> **Recorded data**
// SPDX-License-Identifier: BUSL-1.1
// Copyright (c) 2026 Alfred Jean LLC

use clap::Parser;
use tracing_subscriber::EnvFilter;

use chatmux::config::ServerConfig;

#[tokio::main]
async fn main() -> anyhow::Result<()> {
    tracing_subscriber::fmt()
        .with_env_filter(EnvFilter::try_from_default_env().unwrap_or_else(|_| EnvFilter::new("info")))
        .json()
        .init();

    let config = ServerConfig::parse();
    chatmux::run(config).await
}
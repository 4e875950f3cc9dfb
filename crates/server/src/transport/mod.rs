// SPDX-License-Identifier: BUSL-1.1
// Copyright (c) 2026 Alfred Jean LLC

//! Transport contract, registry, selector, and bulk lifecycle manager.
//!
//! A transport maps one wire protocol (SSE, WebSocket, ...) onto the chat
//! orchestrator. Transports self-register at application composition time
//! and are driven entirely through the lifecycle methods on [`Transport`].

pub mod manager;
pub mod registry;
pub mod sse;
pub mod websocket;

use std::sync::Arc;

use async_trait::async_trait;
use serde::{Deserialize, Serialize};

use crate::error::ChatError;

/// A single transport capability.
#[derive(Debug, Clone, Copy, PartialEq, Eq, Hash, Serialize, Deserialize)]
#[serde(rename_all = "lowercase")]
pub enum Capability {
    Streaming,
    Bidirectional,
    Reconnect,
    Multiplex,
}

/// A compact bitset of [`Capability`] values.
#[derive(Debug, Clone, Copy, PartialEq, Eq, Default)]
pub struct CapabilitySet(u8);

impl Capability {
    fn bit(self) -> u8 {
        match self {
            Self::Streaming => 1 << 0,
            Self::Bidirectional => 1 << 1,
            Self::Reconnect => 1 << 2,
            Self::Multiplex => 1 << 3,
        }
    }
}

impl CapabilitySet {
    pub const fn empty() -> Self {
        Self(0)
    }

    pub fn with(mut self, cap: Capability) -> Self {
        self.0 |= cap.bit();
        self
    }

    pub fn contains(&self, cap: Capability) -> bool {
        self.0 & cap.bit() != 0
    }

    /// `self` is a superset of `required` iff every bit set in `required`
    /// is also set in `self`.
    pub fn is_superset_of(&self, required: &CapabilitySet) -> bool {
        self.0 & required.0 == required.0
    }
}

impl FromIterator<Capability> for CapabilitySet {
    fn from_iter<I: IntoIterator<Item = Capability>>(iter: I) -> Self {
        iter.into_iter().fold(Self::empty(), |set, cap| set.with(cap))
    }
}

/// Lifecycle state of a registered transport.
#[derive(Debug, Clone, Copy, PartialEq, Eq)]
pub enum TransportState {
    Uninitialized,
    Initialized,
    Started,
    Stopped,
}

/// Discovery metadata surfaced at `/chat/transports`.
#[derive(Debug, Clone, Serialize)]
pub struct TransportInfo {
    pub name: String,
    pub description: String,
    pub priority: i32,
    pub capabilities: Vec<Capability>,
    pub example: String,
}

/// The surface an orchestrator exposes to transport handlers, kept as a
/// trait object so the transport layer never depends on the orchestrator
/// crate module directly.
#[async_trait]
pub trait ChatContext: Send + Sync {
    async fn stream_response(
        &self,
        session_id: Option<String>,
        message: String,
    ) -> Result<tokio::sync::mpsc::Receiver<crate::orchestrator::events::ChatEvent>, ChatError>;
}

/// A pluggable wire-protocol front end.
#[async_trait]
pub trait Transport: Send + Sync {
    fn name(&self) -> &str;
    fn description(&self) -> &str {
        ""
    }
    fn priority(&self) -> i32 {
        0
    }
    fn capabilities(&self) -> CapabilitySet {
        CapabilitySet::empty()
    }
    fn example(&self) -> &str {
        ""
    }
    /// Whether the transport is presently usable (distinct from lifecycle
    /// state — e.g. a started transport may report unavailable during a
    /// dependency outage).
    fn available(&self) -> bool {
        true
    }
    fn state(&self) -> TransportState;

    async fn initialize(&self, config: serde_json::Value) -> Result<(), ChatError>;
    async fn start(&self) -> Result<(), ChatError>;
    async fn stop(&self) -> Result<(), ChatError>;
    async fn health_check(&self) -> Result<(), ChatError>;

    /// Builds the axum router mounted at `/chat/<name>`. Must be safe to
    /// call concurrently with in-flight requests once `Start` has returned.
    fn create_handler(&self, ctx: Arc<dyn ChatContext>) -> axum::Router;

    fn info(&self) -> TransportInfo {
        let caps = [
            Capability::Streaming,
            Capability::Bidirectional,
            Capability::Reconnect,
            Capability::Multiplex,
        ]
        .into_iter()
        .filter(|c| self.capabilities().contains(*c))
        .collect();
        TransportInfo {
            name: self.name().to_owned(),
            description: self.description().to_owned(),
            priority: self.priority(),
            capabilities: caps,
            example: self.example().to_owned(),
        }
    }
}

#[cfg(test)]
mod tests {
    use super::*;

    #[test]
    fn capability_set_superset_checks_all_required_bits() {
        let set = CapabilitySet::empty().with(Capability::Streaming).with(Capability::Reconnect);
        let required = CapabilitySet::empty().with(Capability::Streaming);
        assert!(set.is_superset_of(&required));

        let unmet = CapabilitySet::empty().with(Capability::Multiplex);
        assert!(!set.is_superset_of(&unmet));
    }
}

---

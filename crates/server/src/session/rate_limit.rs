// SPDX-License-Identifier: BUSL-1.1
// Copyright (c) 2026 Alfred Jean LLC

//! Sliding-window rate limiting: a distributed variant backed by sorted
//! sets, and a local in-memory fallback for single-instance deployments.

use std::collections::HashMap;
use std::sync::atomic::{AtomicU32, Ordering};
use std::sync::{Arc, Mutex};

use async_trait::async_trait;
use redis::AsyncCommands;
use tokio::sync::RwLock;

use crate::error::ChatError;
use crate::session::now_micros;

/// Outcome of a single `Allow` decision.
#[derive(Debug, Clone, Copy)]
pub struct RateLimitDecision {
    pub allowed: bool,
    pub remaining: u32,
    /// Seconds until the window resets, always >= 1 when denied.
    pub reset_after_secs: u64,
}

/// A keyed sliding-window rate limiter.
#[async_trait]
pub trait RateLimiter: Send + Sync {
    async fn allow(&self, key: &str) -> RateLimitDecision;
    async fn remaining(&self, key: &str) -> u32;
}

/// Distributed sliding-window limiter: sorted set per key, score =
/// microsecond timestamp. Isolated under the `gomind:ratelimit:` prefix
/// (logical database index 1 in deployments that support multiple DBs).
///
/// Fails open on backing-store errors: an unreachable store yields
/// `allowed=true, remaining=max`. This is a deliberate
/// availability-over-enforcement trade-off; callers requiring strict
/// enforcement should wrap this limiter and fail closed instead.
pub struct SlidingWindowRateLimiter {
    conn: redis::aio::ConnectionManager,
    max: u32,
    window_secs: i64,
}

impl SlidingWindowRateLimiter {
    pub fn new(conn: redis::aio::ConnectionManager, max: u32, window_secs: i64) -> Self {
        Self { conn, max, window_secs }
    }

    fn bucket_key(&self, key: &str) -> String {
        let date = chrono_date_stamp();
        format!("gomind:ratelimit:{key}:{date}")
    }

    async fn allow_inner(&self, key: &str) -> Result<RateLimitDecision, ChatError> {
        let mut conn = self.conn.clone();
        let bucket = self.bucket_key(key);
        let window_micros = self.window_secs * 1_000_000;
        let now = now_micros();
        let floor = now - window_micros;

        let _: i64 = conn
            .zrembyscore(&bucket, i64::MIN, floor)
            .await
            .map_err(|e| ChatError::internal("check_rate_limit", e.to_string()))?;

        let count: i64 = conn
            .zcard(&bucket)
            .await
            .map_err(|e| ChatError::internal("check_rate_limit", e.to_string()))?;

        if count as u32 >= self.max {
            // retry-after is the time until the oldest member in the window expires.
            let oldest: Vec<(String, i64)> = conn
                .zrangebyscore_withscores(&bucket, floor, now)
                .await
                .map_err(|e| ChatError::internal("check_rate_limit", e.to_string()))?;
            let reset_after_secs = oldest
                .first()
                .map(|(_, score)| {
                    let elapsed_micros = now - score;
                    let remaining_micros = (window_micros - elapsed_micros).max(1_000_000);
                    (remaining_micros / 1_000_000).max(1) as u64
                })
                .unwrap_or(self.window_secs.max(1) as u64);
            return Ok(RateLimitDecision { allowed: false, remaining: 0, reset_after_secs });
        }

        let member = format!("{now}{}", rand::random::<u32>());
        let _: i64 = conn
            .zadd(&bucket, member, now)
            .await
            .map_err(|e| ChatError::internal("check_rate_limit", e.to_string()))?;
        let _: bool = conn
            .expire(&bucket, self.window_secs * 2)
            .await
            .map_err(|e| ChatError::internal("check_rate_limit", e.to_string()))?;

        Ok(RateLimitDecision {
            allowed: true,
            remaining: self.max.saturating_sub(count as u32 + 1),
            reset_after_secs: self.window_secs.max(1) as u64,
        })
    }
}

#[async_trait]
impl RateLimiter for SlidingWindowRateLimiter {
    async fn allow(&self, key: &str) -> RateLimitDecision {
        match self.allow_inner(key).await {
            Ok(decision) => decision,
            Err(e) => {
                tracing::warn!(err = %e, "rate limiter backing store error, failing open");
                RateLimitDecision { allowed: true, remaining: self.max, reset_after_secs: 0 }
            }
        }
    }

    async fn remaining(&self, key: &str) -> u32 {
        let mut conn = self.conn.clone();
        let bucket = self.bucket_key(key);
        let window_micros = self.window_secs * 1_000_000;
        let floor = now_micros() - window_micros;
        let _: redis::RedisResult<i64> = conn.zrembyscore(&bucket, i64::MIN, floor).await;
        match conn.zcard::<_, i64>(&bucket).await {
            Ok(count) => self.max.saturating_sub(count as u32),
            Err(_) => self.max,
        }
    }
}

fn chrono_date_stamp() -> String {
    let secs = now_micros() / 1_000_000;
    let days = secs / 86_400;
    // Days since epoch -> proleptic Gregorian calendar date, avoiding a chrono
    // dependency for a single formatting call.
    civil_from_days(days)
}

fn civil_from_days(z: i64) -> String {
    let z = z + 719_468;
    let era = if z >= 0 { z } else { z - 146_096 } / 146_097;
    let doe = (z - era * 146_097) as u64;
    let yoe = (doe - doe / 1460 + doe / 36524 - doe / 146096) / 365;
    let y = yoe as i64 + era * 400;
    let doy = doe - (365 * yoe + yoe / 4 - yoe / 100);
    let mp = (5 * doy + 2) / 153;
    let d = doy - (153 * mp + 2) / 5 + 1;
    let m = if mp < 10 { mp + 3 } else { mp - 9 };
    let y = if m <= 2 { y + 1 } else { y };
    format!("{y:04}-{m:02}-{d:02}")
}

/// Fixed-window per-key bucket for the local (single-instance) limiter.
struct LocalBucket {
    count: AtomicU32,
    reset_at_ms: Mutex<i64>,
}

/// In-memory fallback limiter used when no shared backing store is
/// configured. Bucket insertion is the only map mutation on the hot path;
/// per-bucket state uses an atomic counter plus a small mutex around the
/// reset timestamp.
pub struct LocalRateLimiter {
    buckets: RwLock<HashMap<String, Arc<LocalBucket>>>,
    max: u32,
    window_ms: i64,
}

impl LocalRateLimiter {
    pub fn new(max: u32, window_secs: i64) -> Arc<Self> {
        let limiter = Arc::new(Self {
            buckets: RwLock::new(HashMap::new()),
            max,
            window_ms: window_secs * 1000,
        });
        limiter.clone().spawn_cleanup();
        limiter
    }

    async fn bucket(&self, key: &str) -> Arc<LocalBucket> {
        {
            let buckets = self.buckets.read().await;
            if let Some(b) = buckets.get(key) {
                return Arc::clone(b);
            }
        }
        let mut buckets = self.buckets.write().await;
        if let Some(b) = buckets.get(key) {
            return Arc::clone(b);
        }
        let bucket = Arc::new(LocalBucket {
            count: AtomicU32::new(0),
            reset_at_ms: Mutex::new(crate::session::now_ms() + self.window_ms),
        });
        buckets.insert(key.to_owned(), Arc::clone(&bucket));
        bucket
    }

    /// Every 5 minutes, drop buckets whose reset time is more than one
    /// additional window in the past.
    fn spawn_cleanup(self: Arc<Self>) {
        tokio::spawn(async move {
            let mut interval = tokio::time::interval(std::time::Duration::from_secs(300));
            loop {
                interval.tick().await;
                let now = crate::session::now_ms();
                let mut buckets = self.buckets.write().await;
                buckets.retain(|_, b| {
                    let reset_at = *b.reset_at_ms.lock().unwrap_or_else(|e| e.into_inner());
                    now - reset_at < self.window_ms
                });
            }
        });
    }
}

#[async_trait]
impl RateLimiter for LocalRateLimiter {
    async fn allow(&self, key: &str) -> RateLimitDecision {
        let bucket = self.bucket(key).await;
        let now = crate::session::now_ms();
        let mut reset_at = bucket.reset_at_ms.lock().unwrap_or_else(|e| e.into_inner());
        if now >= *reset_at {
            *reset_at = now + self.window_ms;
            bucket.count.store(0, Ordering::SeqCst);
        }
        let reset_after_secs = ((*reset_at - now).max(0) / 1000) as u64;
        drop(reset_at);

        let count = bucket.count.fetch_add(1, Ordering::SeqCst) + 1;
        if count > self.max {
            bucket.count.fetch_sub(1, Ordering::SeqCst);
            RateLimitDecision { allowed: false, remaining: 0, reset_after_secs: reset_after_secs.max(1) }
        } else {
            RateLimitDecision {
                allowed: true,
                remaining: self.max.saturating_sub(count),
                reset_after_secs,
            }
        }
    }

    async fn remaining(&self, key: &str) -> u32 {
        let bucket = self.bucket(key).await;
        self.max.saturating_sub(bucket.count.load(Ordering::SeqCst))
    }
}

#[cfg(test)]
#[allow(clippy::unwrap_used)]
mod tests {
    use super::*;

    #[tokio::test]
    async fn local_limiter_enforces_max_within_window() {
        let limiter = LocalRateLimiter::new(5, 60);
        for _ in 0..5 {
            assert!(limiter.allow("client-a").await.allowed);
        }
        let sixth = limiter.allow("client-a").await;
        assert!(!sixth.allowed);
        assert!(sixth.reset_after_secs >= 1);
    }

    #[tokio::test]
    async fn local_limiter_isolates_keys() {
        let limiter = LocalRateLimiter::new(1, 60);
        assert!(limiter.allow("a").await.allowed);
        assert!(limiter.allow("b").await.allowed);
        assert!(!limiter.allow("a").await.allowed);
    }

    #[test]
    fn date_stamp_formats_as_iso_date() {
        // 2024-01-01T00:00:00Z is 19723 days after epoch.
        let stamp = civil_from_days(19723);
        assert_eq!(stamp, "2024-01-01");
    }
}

> **What is being asked**
Count the lines of the entries that hold the string "registry", then state that number and nothing more.

> **Exercise output**
2